Provided records:

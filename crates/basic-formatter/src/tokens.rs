use srcfmt_core::formatter::FormatDiagnostic;

#[derive(Clone, Copy, Debug, PartialEq, Eq)]
pub enum TokenKind {
  /// Identifiers, keywords and numeric literals.
  Word,
  /// String and character literals.
  String,
  TextBlock,
  LineComment,
  BlockComment,
  DocComment,
  Operator,
}

/// How an operator that may be unary is used.
#[derive(Clone, Copy, Debug, PartialEq, Eq)]
pub enum OperatorRole {
  Binary,
  Prefix,
  Postfix,
}

#[derive(Clone, Debug, PartialEq, Eq)]
pub struct Token<'a> {
  pub kind: TokenKind,
  pub text: &'a str,
  /// 0-based line the token starts on.
  pub line: usize,
  /// 0-based line the token ends on.
  pub end_line: usize,
  /// 1-based character column the token starts on.
  pub column: usize,
  /// If whitespace separated this token from the previous one.
  pub space_before: bool,
  pub start: usize,
  pub end: usize,
  pub role: OperatorRole,
}

impl<'a> Token<'a> {
  pub fn is_op(&self, text: &str) -> bool {
    self.kind == TokenKind::Operator && self.text == text
  }

  pub fn is_comment(&self) -> bool {
    matches!(self.kind, TokenKind::LineComment | TokenKind::BlockComment | TokenKind::DocComment)
  }

  pub fn is_multi_line(&self) -> bool {
    self.line != self.end_line
  }

  pub fn is_closer(&self) -> bool {
    self.kind == TokenKind::Operator && matches!(self.text, ")" | "]" | "}")
  }
}

pub const OPERATORS: [&str; 25] = [
  ">>>=", "<<=", ">>=", ">>>", "...", "->", "::", "++", "--", "&&", "||", "==", "!=", "<=", ">=", "+=", "-=", "*=", "/=", "%=", "&=", "|=", "^=", "<<", ">>",
];

/// Keywords after which `+` and `-` start an operand.
const UNARY_KEYWORDS: [&str; 8] = ["return", "case", "throw", "yield", "assert", "else", "do", "default"];

struct Scanner<'a> {
  text: &'a str,
  pos: usize,
  line: usize,
  line_start: usize,
}

impl<'a> Scanner<'a> {
  fn rest(&self) -> &'a str {
    &self.text[self.pos..]
  }

  fn peek(&self) -> Option<char> {
    self.rest().chars().next()
  }

  fn peek_nth(&self, n: usize) -> Option<char> {
    self.rest().chars().nth(n)
  }

  fn bump(&mut self) -> Option<char> {
    let c = self.peek()?;
    self.pos += c.len_utf8();
    if c == '\n' {
      self.line += 1;
      self.line_start = self.pos;
    }
    Some(c)
  }

  fn bump_str(&mut self, text: &str) {
    for _ in text.chars() {
      self.bump();
    }
  }

  fn column(&self) -> usize {
    self.text[self.line_start..self.pos].chars().count() + 1
  }
}

/// Splits the text into tokens, verifying that brackets are balanced.
pub fn tokenize(text: &str) -> Result<Vec<Token<'_>>, FormatDiagnostic> {
  let mut scanner = Scanner {
    text,
    pos: 0,
    line: 0,
    line_start: 0,
  };
  let mut tokens = Vec::new();
  let mut space_before = false;

  while let Some(c) = scanner.peek() {
    if c.is_whitespace() || c == '\u{feff}' {
      scanner.bump();
      space_before = true;
      continue;
    }

    let start = scanner.pos;
    let line = scanner.line;
    let column = scanner.column();
    let kind = scan_token(&mut scanner, c).map_err(|message| FormatDiagnostic::at(line + 1, column, message))?;
    tokens.push(Token {
      kind,
      text: &text[start..scanner.pos],
      line,
      end_line: scanner.line,
      column,
      space_before,
      start,
      end: scanner.pos,
      role: OperatorRole::Binary,
    });
    space_before = false;
  }

  check_brackets(&tokens)?;
  assign_roles(&mut tokens);
  Ok(tokens)
}

fn scan_token(scanner: &mut Scanner, c: char) -> Result<TokenKind, &'static str> {
  let rest = scanner.rest();
  if rest.starts_with("//") {
    while let Some(c) = scanner.peek() {
      if c == '\n' {
        break;
      }
      scanner.bump();
    }
    return Ok(TokenKind::LineComment);
  }
  if rest.starts_with("/*") {
    let kind = if rest.starts_with("/**") && !rest.starts_with("/**/") {
      TokenKind::DocComment
    } else {
      TokenKind::BlockComment
    };
    scanner.bump_str("/*");
    loop {
      if scanner.rest().starts_with("*/") {
        scanner.bump_str("*/");
        return Ok(kind);
      }
      if scanner.bump().is_none() {
        return Err("Unterminated comment.");
      }
    }
  }
  if rest.starts_with("\"\"\"") {
    scanner.bump_str("\"\"\"");
    loop {
      if scanner.rest().starts_with("\"\"\"") {
        scanner.bump_str("\"\"\"");
        return Ok(TokenKind::TextBlock);
      }
      match scanner.bump() {
        Some('\\') => {
          scanner.bump();
        }
        Some(_) => {}
        None => return Err("Unterminated text block."),
      }
    }
  }
  if c == '"' || c == '\'' {
    let message = if c == '"' {
      "Unterminated string literal."
    } else {
      "Unterminated character literal."
    };
    scanner.bump();
    loop {
      match scanner.bump() {
        Some('\\') => match scanner.bump() {
          Some('\n') | None => return Err(message),
          Some(_) => {}
        },
        Some('\n') | None => return Err(message),
        Some(found) if found == c => return Ok(TokenKind::String),
        Some(_) => {}
      }
    }
  }
  if c.is_ascii_digit() || (c == '.' && scanner.peek_nth(1).is_some_and(|next| next.is_ascii_digit())) {
    scan_number(scanner);
    return Ok(TokenKind::Word);
  }
  if is_word_char(c) {
    while scanner.peek().is_some_and(is_word_char) {
      scanner.bump();
    }
    return Ok(TokenKind::Word);
  }

  match OPERATORS.iter().find(|op| rest.starts_with(**op)) {
    Some(op) => scanner.bump_str(op),
    None => {
      scanner.bump();
    }
  }
  Ok(TokenKind::Operator)
}

fn scan_number(scanner: &mut Scanner) {
  let rest = scanner.rest();
  let is_hex = rest.starts_with("0x") || rest.starts_with("0X");
  let mut prev = None;
  while let Some(c) = scanner.peek() {
    let is_exponent_sign = (c == '+' || c == '-')
      && match prev {
        Some('e' | 'E') => !is_hex,
        Some('p' | 'P') => is_hex,
        _ => false,
      };
    if !is_word_char(c) && c != '.' && !is_exponent_sign {
      break;
    }
    prev = Some(c);
    scanner.bump();
  }
}

fn is_word_char(c: char) -> bool {
  c.is_alphanumeric() || c == '_' || c == '$'
}

fn check_brackets(tokens: &[Token]) -> Result<(), FormatDiagnostic> {
  let mut stack: Vec<&Token> = Vec::new();
  for token in tokens.iter().filter(|t| t.kind == TokenKind::Operator) {
    match token.text {
      "(" | "[" | "{" => stack.push(token),
      ")" | "]" | "}" => {
        let expected_open = match token.text {
          ")" => "(",
          "]" => "[",
          _ => "{",
        };
        match stack.pop() {
          Some(open) if open.text == expected_open => {}
          Some(open) => {
            return Err(FormatDiagnostic::at(
              token.line + 1,
              token.column,
              format!(
                "Expected '{}' to close '{}' from line {}, but found '{}'.",
                closer_for(open.text),
                open.text,
                open.line + 1,
                token.text
              ),
            ));
          }
          None => {
            return Err(FormatDiagnostic::at(token.line + 1, token.column, format!("Unexpected '{}'.", token.text)));
          }
        }
      }
      _ => {}
    }
  }

  match stack.pop() {
    Some(open) => Err(FormatDiagnostic::at(open.line + 1, open.column, format!("Unclosed '{}'.", open.text))),
    None => Ok(()),
  }
}

fn closer_for(open: &str) -> &'static str {
  match open {
    "(" => ")",
    "[" => "]",
    _ => "}",
  }
}

fn assign_roles(tokens: &mut [Token]) {
  let significant = tokens.iter().enumerate().filter(|(_, t)| !t.is_comment()).map(|(i, _)| i).collect::<Vec<_>>();

  for (position, index) in significant.iter().enumerate() {
    let token = &tokens[*index];
    if token.kind != TokenKind::Operator {
      continue;
    }
    let prev = position.checked_sub(1).map(|p| &tokens[significant[p]]);
    let next = significant.get(position + 1).map(|i| &tokens[*i]);
    let role = match token.text {
      "!" | "~" => OperatorRole::Prefix,
      "+" | "-" => {
        if prev.is_some_and(is_operand_end) {
          OperatorRole::Binary
        } else {
          OperatorRole::Prefix
        }
      }
      "++" | "--" => {
        if prev.is_some_and(is_operand_end) && !next.is_some_and(is_operand_start) {
          OperatorRole::Postfix
        } else {
          OperatorRole::Prefix
        }
      }
      _ => OperatorRole::Binary,
    };
    tokens[*index].role = role;
  }
}

fn is_operand_end(token: &Token) -> bool {
  match token.kind {
    TokenKind::Word => !UNARY_KEYWORDS.contains(&token.text),
    TokenKind::String | TokenKind::TextBlock => true,
    TokenKind::Operator => matches!(token.text, ")" | "]"),
    TokenKind::LineComment | TokenKind::BlockComment | TokenKind::DocComment => false,
  }
}

fn is_operand_start(token: &Token) -> bool {
  match token.kind {
    TokenKind::Word | TokenKind::String | TokenKind::TextBlock => true,
    TokenKind::Operator => token.text == "(",
    TokenKind::LineComment | TokenKind::BlockComment | TokenKind::DocComment => false,
  }
}
use srcfmt_core::configuration::ConfigKeyMap;
use srcfmt_core::configuration::ConfigKeyValue;

#[derive(PartialEq, Debug)]
pub struct Spec {
  pub file_name: String,
  pub message: String,
  pub file_text: String,
  pub expected_text: String,
  pub is_only: bool,
  pub skip: bool,
  pub skip_format_twice: bool,
  pub config: ConfigKeyMap,
}

pub struct ParseSpecOptions {
  /// The default file name for a parsed spec.
  pub default_file_name: &'static str,
}

pub fn parse_specs(file_text: String, options: &ParseSpecOptions) -> Vec<Spec> {
  let file_text = file_text.replace("\r\n", "\n");
  let (file_path, file_text) = parse_file_path(file_text, options);
  let (config, file_text) = parse_config(file_text);
  let lines = file_text.split('\n').collect::<Vec<_>>();
  let spec_starts = get_spec_starts(&lines);
  let mut specs = Vec::new();

  for (i, start_index) in spec_starts.iter().enumerate() {
    let end_index = spec_starts.get(i + 1).copied().unwrap_or(lines.len());
    let message_line = lines[*start_index];
    let spec = parse_single_spec(&file_path, message_line, &lines[(start_index + 1)..end_index], &config);

    specs.push(spec);
  }

  return specs;

  fn parse_file_path(file_text: String, options: &ParseSpecOptions) -> (String, String) {
    if !file_text.starts_with("--") {
      return (options.default_file_name.into(), file_text);
    }
    let last_index = file_text.find("--\n").expect("Could not find final --");

    (file_text["--".len()..last_index].trim().into(), file_text[(last_index + "--\n".len())..].into())
  }

  fn parse_config(file_text: String) -> (ConfigKeyMap, String) {
    if !file_text.starts_with("~~") {
      return (ConfigKeyMap::new(), file_text);
    }
    let last_index = file_text.find("~~\n").expect("Could not find final ~~\\n");

    let config_text = file_text["~~".len()..last_index].replace('\n', "");
    let mut config = ConfigKeyMap::new();

    for item in config_text.split(',') {
      let first_colon = item.find(':').expect("Could not find colon in config option.");
      let key = item[0..first_colon].trim();
      let value = item[first_colon + ":".len()..].trim();

      config.insert(key.into(), ConfigKeyValue::from_str(value));
    }

    (config, file_text[(last_index + "~~\n".len())..].into())
  }

  fn get_spec_starts(lines: &[&str]) -> Vec<usize> {
    let first_line = lines.first().copied().unwrap_or_default();
    if !first_line.starts_with(MESSAGE_SEPARATOR) {
      panic!("All spec files should start with a message. (ex. {0} Message {0})", MESSAGE_SEPARATOR);
    }

    lines
      .iter()
      .enumerate()
      .filter(|(_, line)| line.starts_with(MESSAGE_SEPARATOR))
      .map(|(i, _)| i)
      .collect()
  }

  fn parse_single_spec(file_name: &str, message_line: &str, lines: &[&str], config: &ConfigKeyMap) -> Spec {
    let file_text = lines.join("\n");
    let parts = file_text.split("[expect]").collect::<Vec<&str>>();
    let start_text = parts[0][0..parts[0].len() - "\n".len()].into(); // remove last newline
    let expected_text = parts[1]["\n".len()..].into(); // remove first newline
    let lower_case_message_line = message_line.to_ascii_lowercase();

    Spec {
      file_name: String::from(file_name),
      message: message_line[MESSAGE_SEPARATOR.len()..message_line.len() - MESSAGE_SEPARATOR.len()].trim().into(),
      file_text: start_text,
      expected_text,
      is_only: lower_case_message_line.contains("(only)"),
      skip: lower_case_message_line.contains("(skip)"),
      skip_format_twice: lower_case_message_line.contains("(skip-format-twice)"),
      config: config.clone(),
    }
  }
}

const MESSAGE_SEPARATOR: &str = "==";
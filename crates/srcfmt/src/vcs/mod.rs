mod git;

pub use git::*;

use anyhow::bail;
use anyhow::Result;
use std::collections::HashSet;
use std::path::Path;
use std::path::PathBuf;

use crate::configuration::ConfigurationError;
use crate::configuration::ScmConfig;
use crate::environment::Environment;
use crate::utils::normalize_path;

/// A Maven style source control identifier (ex. `scm:git:https://example.com/repo.git`).
#[derive(Debug, Clone, PartialEq, Eq)]
pub struct ScmConnection {
  pub provider: String,
  pub url: String,
}

impl ScmConnection {
  pub fn parse(text: &str) -> Result<ScmConnection> {
    let Some(rest) = text.strip_prefix("scm:") else {
      bail!("The SCM connection '{}' must start with 'scm:'.", text);
    };
    // the delimiter after the provider may be a colon or a pipe
    let Some(delimiter_index) = rest.find([':', '|']) else {
      bail!("The SCM connection '{}' is missing a provider.", text);
    };
    let provider = &rest[..delimiter_index];
    let url = &rest[delimiter_index + 1..];
    if provider.is_empty() || url.is_empty() {
      bail!("The SCM connection '{}' must be in the format scm:<provider>:<url>.", text);
    }
    Ok(ScmConnection {
      provider: provider.to_string(),
      url: url.to_string(),
    })
  }
}

/// Selects the first of the connection and developer connection that is set.
pub fn select_scm_connection(scm: &ScmConfig) -> Result<ScmConnection, ConfigurationError> {
  let connection = [&scm.connection, &scm.developer_connection]
    .into_iter()
    .flatten()
    .find(|connection| !connection.trim().is_empty());
  let Some(connection) = connection else {
    return Err(
      anyhow::anyhow!(
        "You must supply at least one of scm.connection or scm.developerConnection in the configuration file when filterModified is enabled."
      )
      .into(),
    );
  };
  Ok(ScmConnection::parse(connection.trim())?)
}

#[derive(Debug, Clone, PartialEq, Eq)]
pub struct RepositoryHandle {
  pub provider: String,
  /// Root of the working tree.
  pub root: PathBuf,
}

pub trait VcsClient: Send + Sync {
  fn supported_providers(&self) -> &[&str];
  fn resolve_repository(&self, connection: &ScmConnection, base_dir: &Path) -> Result<RepositoryHandle>;
  /// Gets the changed paths of the working tree relative to its root.
  fn status(&self, repository: &RepositoryHandle, working_tree_root: &Path) -> Result<Vec<PathBuf>>;
}

/// Ensures the client can handle the connection's provider.
pub fn ensure_supported_provider(vcs_client: &dyn VcsClient, connection: &ScmConnection) -> Result<(), ConfigurationError> {
  let providers = vcs_client.supported_providers();
  if providers.contains(&connection.provider.as_str()) {
    Ok(())
  } else {
    Err(
      anyhow::anyhow!(
        "Unsupported SCM provider '{}'. Supported providers: {}",
        connection.provider,
        providers.join(", ")
      )
      .into(),
    )
  }
}

/// The absolute paths the source control system reports as changed.
#[derive(Debug, Clone, Default)]
pub struct ChangedFileSet {
  paths: HashSet<PathBuf>,
}

impl ChangedFileSet {
  pub fn new(working_tree_root: &Path, relative_paths: impl IntoIterator<Item = PathBuf>) -> Self {
    ChangedFileSet {
      paths: relative_paths.into_iter().map(|path| normalize_path(working_tree_root.join(path))).collect(),
    }
  }

  pub fn len(&self) -> usize {
    self.paths.len()
  }

  pub fn contains(&self, file_path: &Path) -> bool {
    self.paths.contains(&normalize_path(file_path))
  }
}

/// Keeps the candidates that were changed, preserving their order.
///
/// Candidates are matched by the canonical path of their directory so that a
/// candidate found through a linked directory still matches.
pub fn filter_modified<TEnvironment: Environment>(environment: &TEnvironment, candidates: Vec<PathBuf>, changed_files: &ChangedFileSet) -> Vec<PathBuf> {
  candidates
    .into_iter()
    .filter(|file_path| changed_files.contains(&get_path_in_canonical_dir(environment, file_path)))
    .collect()
}

/// Canonicalizes the parent directory only. A linked file is tracked by the
/// source control system under its own path.
fn get_path_in_canonical_dir<TEnvironment: Environment>(environment: &TEnvironment, file_path: &Path) -> PathBuf {
  let (Some(parent), Some(file_name)) = (file_path.parent(), file_path.file_name()) else {
    return file_path.to_path_buf();
  };
  match environment.canonicalize(parent) {
    Ok(parent) => parent.join(file_name),
    Err(err) => {
      log_debug!(environment, "Could not canonicalize {}. {:#}", parent.display(), err);
      file_path.to_path_buf()
    }
  }
}
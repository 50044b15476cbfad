use crate::{AppState, handlers};
use axum::{
    Router,
    routing::{delete, post, put},
};

/// Admin Router Module
///
/// Every mutating route on the planet surface. All handlers here demand the
/// ADMIN role and reply 403 to authenticated readers.
pub fn admin_routes() -> Router<AppState> {
    Router::new()
        // POST /planets
        // Creates one planet; name validation happens at the boundary.
        .route("/planets", post(handlers::create_planet))
        // POST /planets/batch
        // Creates many planets in one request. Rejects an empty list with
        // 400; element-level constraint failures surface as 500.
        .route("/planets/batch", post(handlers::create_planets_batch))
        // PUT /planets/{id}
        // Full replace of an existing planet (204), 404 when absent.
        .route("/planets/{id}", put(handlers::update_planet))
        // DELETE /planets/{id}
        // Removes an existing planet (204), 404 when absent.
        .route("/planets/{id}", delete(handlers::delete_planet))
}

Action item: Wherever the word "chars" appears in the listing above, copy that line.

Task output:
    self.rest().chars().next()
    self.rest().chars().nth(n)
    for _ in text.chars() {
    self.text[self.line_start..self.pos].chars().count() + 1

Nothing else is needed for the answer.